Start of Block

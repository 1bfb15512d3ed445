// SPDX-FileCopyrightText: 2026 Parley Contributors
// SPDX-License-Identifier: MIT OR Apache-2.0

//! Persistence layer for the Parley messaging bridge.
//!
//! Two process-wide stores, each a JSON document held fully in memory and
//! rewritten whole on every mutation:
//!
//! - [`TranscriptStore`]: per-conversation message logs behind the
//!   deduplication gate.
//! - [`ModeRegistry`]: conversation modes, assistant training text and
//!   schedule, and last-contact times.

pub mod file;
pub mod modes;
pub mod transcript;

pub use file::JsonFile;
pub use modes::ModeRegistry;
pub use transcript::{ConversationPage, ConversationSummary, TranscriptStore, DUPLICATE_WINDOW_MS};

End of Block

> _PROBLEM DETAILS_: Return all lines of the material above in which the word "TranscriptStore" occurs.

> _EXERCISE OUTPUT_:
//! - [`TranscriptStore`]: per-conversation message logs behind the
pub use transcript::{ConversationPage, ConversationSummary, TranscriptStore, DUPLICATE_WINDOW_MS};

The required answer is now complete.